EXTRACTED ENTRIES:
============

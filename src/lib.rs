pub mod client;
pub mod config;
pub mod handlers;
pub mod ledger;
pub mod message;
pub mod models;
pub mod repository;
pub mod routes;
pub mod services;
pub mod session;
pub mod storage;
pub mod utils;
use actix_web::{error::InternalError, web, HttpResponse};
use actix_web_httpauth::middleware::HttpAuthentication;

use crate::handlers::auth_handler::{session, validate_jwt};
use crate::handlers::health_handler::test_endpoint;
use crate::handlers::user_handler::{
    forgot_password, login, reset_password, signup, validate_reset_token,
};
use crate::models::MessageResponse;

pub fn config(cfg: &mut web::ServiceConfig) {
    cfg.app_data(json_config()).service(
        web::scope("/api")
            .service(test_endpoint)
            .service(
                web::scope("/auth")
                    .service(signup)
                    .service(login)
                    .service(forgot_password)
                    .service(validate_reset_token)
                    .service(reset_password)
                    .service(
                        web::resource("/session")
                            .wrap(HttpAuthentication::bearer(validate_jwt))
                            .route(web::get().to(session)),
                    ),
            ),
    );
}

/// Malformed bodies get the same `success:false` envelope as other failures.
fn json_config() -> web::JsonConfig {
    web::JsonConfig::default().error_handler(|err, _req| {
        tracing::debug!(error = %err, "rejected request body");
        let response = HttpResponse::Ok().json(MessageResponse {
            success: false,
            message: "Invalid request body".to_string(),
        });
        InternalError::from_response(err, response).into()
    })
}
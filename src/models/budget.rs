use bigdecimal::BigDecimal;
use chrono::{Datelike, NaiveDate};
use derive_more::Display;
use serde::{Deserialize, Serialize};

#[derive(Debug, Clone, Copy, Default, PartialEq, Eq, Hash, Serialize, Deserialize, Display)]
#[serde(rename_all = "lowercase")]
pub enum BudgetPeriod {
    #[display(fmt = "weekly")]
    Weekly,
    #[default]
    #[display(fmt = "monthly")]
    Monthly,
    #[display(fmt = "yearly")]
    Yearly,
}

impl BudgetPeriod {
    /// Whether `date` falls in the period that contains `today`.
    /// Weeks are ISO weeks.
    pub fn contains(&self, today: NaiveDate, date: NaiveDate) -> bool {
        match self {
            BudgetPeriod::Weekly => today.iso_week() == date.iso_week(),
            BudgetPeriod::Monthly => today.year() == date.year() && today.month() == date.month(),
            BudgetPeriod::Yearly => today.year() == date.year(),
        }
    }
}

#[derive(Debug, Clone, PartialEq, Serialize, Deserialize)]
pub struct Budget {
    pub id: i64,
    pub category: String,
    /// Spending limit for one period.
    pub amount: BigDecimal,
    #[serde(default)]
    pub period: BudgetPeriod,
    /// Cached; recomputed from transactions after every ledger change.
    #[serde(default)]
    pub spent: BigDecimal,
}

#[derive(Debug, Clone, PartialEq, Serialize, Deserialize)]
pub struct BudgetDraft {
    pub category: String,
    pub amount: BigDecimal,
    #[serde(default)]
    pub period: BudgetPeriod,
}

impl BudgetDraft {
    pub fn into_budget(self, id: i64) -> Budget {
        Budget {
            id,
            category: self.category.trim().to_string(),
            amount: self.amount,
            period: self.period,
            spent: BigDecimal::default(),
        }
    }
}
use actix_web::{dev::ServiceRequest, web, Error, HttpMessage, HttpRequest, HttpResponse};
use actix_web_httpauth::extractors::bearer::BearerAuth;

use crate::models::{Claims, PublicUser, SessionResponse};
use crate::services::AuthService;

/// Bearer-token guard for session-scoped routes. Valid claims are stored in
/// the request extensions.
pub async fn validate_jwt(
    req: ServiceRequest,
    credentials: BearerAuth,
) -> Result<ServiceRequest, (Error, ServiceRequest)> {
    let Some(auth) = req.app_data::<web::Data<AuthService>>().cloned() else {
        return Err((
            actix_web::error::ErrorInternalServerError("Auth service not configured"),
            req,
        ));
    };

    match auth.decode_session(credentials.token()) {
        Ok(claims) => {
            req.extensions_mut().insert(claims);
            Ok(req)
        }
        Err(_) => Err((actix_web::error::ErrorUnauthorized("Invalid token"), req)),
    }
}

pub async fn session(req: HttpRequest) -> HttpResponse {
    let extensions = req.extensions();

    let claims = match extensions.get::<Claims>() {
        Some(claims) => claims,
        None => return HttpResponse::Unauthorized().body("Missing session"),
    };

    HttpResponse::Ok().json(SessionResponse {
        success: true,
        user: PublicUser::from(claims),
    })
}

============

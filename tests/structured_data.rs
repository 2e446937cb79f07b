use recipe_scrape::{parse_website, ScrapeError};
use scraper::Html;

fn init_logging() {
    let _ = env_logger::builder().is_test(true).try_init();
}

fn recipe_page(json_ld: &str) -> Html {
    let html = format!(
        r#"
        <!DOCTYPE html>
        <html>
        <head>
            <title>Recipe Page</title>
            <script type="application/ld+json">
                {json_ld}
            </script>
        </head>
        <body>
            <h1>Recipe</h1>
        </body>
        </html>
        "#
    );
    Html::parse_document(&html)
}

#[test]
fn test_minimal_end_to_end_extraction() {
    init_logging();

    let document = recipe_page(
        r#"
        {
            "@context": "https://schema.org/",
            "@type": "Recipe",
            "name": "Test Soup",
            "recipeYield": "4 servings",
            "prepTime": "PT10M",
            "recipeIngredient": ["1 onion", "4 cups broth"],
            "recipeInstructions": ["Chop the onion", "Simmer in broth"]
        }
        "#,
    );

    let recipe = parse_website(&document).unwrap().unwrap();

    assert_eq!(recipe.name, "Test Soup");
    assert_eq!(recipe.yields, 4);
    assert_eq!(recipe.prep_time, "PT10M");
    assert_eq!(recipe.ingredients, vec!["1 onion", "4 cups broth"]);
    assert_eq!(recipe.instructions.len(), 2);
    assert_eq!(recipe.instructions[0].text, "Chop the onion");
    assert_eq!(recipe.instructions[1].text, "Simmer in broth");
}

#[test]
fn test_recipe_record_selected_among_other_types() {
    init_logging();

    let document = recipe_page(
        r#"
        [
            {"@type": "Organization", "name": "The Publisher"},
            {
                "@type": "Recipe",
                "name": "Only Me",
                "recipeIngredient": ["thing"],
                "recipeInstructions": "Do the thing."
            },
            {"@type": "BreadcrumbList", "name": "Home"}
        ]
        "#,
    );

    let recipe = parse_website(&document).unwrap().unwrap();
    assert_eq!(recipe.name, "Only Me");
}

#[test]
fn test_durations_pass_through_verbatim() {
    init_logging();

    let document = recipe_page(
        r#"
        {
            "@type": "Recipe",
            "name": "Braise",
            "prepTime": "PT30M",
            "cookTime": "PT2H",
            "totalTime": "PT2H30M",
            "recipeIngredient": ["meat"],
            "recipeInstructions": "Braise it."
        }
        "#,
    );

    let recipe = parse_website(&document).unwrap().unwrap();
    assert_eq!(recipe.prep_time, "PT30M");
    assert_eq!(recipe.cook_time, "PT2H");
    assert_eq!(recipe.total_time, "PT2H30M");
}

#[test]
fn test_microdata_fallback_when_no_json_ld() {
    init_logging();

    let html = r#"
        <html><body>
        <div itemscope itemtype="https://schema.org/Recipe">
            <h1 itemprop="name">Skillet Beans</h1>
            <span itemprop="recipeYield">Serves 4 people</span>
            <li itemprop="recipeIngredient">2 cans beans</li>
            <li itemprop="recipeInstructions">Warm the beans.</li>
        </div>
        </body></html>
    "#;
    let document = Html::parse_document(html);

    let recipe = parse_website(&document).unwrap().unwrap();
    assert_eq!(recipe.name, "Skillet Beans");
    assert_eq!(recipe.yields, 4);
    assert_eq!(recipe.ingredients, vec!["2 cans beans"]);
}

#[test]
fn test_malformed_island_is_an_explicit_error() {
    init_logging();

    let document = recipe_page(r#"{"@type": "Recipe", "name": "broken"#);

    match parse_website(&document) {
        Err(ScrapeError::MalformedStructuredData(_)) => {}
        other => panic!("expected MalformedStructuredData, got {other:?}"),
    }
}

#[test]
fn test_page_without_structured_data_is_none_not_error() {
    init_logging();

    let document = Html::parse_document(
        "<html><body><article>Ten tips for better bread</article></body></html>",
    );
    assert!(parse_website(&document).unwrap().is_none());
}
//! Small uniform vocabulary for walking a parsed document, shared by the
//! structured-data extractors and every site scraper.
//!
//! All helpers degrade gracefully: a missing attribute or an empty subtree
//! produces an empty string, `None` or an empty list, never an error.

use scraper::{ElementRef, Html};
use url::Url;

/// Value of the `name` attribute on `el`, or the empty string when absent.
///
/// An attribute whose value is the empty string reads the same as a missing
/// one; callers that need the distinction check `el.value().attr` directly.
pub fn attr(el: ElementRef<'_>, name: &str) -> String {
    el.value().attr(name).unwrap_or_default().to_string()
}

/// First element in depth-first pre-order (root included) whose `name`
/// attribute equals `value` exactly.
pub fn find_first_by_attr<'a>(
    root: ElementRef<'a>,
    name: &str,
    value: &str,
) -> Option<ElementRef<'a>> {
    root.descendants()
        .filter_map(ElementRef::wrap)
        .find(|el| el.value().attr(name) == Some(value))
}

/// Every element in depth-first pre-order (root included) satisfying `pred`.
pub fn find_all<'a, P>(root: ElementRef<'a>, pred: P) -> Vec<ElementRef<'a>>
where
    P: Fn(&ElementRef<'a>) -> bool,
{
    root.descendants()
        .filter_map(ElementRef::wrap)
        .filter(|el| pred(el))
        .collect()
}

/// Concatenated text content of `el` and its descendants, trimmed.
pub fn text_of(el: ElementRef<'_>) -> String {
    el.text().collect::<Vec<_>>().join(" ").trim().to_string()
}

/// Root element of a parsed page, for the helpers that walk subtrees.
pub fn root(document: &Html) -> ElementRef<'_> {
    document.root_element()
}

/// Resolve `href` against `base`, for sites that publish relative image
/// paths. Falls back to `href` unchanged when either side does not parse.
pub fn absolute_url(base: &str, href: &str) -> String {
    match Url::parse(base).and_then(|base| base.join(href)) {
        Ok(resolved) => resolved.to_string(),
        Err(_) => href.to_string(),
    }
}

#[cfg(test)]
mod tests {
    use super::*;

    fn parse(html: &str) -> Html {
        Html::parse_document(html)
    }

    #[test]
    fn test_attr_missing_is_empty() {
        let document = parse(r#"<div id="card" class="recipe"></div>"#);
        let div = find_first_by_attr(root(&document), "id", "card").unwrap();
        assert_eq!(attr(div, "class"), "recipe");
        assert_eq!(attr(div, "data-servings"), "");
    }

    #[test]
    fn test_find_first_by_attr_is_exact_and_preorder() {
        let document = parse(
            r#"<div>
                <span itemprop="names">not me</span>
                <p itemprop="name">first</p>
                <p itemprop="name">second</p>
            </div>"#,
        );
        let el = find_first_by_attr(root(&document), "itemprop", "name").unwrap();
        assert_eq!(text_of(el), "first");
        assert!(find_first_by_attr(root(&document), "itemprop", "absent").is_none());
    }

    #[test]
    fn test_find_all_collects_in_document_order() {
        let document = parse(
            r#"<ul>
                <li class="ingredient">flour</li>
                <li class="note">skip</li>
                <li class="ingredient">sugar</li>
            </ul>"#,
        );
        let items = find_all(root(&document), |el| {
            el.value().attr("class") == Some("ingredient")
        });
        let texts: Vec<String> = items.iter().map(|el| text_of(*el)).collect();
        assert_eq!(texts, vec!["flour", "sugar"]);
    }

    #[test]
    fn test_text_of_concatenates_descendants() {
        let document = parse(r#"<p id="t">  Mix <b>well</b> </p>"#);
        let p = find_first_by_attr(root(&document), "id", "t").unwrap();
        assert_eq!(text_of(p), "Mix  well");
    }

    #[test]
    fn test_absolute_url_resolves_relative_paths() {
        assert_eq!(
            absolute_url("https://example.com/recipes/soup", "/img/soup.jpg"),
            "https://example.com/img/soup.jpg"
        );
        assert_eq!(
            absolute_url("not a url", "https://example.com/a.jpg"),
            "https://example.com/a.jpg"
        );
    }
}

============

DIRECTIONS:
Each line of the data in which the string "async" appears needs to be copied.

EXERCISE ANSWER:
pub async fn validate_jwt(
pub async fn session(req: HttpRequest) -> HttpResponse {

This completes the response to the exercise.